[Collected data entries]
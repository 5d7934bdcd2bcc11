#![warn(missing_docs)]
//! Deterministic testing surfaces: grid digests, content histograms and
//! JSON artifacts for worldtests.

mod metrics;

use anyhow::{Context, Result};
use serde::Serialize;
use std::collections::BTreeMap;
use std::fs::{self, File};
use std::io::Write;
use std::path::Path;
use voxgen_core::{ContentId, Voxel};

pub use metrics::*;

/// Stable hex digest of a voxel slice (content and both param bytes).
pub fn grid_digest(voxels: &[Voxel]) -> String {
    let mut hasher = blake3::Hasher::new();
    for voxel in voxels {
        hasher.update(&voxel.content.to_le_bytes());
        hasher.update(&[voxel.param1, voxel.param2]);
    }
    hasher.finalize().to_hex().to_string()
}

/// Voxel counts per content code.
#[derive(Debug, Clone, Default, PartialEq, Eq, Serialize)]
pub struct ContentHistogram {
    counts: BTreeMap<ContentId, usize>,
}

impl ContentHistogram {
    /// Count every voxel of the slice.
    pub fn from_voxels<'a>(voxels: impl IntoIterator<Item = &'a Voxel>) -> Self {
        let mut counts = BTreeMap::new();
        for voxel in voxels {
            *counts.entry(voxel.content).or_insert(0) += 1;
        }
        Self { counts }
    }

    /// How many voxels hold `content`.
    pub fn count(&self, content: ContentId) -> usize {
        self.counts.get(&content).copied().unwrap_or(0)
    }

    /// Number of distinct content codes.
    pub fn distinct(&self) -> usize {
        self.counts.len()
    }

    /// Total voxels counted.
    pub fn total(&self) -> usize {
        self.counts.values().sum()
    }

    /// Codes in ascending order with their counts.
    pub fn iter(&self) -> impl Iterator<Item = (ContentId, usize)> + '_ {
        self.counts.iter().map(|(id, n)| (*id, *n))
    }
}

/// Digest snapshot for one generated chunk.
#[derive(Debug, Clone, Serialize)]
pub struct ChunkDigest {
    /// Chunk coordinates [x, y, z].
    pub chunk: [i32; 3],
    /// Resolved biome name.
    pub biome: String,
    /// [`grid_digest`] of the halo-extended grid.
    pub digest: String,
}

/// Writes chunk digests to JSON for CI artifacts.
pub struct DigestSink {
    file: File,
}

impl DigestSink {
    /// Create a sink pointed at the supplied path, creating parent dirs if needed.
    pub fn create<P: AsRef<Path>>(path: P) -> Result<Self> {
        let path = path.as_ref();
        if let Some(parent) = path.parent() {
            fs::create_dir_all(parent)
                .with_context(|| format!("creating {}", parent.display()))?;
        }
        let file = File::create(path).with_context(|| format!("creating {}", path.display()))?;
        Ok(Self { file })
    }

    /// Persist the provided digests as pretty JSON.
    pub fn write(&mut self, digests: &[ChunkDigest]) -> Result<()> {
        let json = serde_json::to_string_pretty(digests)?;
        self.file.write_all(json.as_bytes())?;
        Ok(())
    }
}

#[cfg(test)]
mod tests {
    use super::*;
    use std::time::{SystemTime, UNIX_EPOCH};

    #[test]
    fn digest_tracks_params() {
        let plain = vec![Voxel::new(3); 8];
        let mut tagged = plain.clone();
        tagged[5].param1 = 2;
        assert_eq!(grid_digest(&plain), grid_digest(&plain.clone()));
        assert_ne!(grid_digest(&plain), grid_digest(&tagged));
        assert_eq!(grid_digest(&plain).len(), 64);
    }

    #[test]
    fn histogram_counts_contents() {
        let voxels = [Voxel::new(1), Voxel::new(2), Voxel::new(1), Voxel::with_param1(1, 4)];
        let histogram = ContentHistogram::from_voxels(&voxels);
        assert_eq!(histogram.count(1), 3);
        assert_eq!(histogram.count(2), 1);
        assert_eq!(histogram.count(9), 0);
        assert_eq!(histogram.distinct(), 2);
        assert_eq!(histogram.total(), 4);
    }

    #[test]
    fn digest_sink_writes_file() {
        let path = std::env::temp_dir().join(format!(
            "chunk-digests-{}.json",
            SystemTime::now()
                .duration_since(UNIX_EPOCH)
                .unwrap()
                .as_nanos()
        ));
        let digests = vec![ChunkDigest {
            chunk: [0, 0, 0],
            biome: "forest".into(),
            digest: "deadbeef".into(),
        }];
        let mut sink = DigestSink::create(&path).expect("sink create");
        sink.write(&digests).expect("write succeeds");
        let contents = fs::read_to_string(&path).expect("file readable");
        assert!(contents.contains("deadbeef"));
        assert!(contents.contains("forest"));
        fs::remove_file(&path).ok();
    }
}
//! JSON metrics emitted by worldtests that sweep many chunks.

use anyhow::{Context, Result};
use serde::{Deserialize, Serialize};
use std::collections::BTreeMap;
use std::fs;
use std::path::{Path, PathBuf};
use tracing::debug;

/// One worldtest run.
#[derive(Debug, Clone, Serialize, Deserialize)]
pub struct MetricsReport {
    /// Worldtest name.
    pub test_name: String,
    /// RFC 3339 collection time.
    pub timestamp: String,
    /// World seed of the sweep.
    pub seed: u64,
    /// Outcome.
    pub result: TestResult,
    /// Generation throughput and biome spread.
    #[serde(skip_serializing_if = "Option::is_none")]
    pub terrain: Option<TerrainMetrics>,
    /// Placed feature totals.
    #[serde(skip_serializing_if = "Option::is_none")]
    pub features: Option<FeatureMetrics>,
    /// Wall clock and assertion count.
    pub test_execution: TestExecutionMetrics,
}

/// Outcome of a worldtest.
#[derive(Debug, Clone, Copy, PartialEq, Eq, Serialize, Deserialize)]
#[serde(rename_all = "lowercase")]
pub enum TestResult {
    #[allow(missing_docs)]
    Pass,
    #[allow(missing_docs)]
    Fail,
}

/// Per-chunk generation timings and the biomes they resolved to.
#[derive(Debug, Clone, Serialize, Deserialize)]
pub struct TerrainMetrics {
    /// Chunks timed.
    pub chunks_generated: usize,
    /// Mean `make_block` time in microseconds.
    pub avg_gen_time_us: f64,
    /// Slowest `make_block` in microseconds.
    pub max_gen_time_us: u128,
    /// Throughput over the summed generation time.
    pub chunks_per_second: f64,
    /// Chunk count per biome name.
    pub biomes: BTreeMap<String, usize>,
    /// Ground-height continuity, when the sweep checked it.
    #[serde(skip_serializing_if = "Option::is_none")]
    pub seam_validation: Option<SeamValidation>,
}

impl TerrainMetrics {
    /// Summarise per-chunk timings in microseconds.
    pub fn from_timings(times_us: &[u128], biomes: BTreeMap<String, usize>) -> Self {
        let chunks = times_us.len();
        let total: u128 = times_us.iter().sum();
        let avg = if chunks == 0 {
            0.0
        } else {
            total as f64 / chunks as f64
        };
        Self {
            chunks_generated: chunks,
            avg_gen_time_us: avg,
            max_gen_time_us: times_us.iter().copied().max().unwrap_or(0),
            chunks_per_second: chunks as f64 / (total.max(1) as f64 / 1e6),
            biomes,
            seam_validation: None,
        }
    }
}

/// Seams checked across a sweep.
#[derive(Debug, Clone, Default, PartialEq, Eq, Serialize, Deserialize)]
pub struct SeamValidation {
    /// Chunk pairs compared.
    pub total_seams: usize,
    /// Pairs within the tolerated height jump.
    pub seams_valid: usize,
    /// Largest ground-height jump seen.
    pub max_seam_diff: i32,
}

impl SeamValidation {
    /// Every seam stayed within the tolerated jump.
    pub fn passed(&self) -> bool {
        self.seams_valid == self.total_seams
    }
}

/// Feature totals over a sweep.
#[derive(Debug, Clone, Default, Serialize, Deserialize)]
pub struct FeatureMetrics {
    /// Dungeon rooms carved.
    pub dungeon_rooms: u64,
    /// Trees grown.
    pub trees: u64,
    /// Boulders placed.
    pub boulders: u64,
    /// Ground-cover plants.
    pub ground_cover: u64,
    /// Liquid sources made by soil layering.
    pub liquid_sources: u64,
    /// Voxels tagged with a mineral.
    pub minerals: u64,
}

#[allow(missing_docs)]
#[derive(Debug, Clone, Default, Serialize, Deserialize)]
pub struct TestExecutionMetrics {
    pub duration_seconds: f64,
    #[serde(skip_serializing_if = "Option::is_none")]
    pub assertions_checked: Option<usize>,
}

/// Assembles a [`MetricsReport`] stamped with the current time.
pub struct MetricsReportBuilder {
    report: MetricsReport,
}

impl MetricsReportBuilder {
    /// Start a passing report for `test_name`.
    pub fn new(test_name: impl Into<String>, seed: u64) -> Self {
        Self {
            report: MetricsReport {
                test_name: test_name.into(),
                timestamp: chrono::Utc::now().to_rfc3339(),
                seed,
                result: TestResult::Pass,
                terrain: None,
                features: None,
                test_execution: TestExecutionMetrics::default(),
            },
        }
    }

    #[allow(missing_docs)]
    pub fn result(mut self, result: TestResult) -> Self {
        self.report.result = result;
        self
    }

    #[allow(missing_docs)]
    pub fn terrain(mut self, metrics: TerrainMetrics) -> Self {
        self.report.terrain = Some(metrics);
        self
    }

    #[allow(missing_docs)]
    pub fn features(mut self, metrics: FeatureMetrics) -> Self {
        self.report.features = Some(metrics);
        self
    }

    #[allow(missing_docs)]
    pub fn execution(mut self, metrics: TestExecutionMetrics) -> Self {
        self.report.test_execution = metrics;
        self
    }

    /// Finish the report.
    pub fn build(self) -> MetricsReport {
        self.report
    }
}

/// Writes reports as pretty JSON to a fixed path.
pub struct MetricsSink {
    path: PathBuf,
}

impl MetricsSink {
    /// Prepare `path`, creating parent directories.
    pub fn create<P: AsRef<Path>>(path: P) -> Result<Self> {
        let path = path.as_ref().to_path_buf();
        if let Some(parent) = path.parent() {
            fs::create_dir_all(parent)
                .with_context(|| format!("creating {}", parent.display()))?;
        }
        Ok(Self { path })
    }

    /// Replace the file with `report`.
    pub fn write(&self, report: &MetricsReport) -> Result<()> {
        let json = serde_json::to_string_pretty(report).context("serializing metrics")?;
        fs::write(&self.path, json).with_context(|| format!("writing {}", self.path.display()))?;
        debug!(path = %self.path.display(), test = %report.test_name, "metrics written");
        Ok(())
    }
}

--

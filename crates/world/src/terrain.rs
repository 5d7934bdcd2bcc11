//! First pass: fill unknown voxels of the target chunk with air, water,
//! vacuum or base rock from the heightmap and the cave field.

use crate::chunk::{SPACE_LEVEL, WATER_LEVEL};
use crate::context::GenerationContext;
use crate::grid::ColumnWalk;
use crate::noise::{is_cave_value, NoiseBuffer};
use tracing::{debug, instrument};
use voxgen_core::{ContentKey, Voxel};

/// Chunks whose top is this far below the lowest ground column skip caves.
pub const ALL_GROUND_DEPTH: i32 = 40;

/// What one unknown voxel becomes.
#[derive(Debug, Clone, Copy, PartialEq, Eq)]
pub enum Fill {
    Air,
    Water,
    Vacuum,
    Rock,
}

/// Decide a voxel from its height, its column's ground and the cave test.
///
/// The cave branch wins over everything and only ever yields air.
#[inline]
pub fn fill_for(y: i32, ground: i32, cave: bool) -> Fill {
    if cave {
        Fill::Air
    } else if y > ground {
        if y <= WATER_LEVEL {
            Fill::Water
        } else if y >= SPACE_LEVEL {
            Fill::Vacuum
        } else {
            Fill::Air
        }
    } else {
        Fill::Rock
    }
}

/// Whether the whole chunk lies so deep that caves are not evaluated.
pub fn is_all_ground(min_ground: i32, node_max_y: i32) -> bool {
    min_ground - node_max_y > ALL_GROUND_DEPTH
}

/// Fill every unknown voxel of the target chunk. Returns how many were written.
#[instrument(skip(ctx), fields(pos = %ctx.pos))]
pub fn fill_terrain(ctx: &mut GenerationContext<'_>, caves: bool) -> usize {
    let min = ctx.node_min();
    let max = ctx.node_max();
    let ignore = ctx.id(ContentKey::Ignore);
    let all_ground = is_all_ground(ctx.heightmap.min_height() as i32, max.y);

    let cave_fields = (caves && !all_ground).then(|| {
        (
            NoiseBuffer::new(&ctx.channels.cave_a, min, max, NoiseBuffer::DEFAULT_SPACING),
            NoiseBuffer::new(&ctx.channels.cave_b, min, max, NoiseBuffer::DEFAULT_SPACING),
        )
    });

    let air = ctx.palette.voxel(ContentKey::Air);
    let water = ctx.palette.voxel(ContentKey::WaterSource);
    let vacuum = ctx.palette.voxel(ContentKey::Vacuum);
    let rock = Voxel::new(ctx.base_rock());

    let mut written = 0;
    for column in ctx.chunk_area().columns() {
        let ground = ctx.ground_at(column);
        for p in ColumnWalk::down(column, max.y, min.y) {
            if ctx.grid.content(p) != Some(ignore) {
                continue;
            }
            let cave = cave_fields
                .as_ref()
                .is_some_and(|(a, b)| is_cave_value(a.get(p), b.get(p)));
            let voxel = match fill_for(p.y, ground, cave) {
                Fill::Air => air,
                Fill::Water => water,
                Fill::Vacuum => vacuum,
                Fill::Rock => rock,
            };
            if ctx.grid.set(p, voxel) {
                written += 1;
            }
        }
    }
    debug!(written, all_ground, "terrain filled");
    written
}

---

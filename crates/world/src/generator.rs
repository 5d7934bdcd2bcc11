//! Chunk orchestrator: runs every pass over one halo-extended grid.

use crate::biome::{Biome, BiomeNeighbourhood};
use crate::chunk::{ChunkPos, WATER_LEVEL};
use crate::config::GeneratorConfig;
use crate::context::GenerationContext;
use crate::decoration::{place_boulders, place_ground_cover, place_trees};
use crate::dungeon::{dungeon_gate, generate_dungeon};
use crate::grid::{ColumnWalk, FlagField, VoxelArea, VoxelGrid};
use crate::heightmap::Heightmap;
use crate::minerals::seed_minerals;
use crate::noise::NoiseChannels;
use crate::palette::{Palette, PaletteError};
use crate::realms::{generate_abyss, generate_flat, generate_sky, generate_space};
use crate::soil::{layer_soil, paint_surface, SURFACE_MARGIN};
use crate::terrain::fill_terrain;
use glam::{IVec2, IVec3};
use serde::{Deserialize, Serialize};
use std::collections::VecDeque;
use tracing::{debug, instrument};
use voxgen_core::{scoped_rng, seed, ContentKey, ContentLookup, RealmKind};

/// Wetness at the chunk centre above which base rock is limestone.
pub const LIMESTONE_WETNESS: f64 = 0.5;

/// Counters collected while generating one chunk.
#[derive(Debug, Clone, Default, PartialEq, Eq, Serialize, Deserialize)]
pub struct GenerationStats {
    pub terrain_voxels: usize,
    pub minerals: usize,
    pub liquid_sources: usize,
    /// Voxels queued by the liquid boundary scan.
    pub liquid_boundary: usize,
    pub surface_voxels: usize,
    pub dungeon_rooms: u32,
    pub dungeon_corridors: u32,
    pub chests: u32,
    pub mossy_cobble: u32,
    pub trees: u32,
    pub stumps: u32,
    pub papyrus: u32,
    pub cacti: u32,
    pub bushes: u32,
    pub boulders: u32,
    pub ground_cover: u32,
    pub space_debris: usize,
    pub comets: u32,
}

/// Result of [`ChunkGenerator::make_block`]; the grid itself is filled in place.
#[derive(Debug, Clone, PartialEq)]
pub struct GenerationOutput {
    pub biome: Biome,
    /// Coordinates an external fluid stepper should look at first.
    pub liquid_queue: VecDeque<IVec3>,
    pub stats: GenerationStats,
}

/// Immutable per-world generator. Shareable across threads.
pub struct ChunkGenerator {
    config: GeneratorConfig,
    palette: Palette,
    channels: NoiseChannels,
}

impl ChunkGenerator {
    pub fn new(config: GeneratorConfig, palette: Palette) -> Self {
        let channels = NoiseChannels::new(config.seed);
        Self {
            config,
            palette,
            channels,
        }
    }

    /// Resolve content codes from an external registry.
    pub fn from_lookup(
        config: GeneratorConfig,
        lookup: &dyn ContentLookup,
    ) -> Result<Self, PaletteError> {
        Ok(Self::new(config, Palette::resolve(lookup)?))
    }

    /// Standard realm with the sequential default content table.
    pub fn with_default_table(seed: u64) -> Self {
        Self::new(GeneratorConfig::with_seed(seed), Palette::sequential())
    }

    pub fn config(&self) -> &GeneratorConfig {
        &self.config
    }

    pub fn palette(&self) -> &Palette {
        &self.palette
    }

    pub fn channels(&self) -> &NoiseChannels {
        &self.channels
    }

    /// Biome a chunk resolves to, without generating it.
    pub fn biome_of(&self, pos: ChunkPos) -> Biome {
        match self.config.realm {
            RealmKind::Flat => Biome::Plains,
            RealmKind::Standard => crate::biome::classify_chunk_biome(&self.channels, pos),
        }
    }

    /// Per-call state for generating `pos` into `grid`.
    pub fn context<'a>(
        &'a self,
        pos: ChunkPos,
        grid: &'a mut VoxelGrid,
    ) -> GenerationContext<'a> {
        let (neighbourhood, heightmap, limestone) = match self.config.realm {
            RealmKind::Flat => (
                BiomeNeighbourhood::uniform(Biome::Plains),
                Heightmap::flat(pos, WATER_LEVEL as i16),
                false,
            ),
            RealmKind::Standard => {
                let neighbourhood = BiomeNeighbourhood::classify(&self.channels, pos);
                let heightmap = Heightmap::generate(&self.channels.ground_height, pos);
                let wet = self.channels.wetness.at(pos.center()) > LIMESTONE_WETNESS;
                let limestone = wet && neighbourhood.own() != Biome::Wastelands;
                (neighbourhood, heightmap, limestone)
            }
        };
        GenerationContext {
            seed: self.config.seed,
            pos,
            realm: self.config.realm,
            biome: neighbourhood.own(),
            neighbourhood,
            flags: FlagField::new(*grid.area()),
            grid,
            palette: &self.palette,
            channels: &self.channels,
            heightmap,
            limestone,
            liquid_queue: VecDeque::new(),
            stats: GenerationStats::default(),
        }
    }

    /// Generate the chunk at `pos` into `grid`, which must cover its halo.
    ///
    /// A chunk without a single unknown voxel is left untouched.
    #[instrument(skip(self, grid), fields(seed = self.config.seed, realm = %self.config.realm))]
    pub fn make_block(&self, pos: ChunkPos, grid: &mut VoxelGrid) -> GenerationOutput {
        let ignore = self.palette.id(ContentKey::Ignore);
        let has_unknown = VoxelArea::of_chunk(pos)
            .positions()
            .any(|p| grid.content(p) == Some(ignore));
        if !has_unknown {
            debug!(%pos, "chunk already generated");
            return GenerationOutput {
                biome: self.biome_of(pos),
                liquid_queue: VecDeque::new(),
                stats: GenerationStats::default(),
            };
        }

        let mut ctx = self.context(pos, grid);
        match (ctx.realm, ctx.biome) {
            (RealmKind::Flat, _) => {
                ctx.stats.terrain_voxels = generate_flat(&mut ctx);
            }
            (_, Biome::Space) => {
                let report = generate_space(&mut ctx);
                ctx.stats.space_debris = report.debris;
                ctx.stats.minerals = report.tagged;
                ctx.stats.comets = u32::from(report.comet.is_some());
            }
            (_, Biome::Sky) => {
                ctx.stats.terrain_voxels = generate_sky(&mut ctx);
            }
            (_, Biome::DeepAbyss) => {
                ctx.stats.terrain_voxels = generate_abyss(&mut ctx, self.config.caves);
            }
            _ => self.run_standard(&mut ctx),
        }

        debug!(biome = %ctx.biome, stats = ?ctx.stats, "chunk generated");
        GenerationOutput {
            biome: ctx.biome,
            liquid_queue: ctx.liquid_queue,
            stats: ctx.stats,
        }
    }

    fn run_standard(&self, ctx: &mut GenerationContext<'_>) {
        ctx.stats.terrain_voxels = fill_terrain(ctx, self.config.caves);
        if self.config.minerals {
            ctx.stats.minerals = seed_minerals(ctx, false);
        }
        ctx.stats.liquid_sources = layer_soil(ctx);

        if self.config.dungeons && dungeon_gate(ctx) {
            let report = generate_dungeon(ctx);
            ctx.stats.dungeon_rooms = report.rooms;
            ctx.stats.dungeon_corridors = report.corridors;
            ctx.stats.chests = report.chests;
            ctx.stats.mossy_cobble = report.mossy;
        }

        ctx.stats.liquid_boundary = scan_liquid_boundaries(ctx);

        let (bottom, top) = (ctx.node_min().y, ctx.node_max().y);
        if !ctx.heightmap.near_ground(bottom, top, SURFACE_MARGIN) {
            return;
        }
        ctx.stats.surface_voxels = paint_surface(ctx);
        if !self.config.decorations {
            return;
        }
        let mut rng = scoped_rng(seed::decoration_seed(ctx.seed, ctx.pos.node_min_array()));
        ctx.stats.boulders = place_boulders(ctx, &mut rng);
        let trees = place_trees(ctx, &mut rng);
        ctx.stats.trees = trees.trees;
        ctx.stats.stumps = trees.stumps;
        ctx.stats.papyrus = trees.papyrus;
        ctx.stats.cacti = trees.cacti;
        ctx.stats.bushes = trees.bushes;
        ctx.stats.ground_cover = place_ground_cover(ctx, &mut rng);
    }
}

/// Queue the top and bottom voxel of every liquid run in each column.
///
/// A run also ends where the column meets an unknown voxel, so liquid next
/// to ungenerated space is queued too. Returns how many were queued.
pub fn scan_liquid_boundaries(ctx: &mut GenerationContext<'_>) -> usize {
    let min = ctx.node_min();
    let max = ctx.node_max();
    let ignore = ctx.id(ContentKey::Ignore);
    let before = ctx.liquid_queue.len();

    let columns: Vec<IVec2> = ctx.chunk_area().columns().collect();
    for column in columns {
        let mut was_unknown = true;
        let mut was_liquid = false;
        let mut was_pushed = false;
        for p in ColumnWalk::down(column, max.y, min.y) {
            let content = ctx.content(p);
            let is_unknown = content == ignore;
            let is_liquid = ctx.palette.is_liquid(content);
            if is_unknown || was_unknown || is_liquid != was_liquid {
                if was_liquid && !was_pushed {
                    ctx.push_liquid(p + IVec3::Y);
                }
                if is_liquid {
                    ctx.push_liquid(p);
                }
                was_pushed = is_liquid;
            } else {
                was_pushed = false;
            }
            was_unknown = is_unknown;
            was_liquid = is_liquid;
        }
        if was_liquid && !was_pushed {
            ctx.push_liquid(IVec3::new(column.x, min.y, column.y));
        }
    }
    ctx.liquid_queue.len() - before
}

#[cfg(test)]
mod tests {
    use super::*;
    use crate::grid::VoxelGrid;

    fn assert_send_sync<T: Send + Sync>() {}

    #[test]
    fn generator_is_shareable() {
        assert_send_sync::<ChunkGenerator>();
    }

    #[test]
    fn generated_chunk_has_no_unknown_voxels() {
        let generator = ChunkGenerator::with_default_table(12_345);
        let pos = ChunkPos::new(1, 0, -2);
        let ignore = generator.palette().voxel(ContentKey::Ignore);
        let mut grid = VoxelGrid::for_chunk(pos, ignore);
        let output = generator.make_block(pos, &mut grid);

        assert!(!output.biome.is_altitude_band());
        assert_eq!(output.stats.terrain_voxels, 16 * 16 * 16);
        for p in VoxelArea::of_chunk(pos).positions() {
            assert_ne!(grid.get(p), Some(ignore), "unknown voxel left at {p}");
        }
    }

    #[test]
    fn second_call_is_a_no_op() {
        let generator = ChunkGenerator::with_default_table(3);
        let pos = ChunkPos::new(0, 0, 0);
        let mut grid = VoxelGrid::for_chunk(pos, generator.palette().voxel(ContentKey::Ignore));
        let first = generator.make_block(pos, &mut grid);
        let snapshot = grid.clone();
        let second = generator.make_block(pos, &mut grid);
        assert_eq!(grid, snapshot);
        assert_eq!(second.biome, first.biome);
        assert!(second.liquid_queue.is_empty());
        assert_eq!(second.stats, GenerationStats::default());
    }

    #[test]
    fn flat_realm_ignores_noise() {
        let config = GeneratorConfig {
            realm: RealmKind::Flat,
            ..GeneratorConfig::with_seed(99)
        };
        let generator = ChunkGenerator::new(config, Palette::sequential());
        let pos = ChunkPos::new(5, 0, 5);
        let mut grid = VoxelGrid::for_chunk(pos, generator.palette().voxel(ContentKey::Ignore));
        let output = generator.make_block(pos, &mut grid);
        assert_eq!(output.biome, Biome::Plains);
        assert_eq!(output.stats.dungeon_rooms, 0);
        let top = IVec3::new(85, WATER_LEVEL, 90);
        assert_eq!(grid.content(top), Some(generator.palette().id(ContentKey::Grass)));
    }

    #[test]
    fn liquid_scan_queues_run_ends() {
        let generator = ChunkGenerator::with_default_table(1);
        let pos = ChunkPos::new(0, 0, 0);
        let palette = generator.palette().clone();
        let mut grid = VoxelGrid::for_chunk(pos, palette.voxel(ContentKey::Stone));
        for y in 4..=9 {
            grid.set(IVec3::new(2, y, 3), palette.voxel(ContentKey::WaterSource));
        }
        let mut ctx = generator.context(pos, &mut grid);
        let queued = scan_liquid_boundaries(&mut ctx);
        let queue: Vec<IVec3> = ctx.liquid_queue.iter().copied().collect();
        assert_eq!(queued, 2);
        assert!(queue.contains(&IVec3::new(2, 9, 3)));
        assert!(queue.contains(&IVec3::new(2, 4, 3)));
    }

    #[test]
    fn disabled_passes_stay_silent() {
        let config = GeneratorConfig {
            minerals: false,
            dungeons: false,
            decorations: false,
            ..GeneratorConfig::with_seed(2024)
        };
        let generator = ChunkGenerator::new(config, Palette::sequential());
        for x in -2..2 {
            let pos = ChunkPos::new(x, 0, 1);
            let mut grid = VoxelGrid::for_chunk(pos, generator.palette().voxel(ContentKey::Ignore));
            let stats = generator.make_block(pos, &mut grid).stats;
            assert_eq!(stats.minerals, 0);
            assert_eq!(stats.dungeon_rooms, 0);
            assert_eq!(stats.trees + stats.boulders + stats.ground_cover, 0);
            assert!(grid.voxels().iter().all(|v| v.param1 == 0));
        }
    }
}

**What needs to be done:**
Examine the records and report how many lines contain the string "decorations". Only the number should be given.

**Result of this task:**
2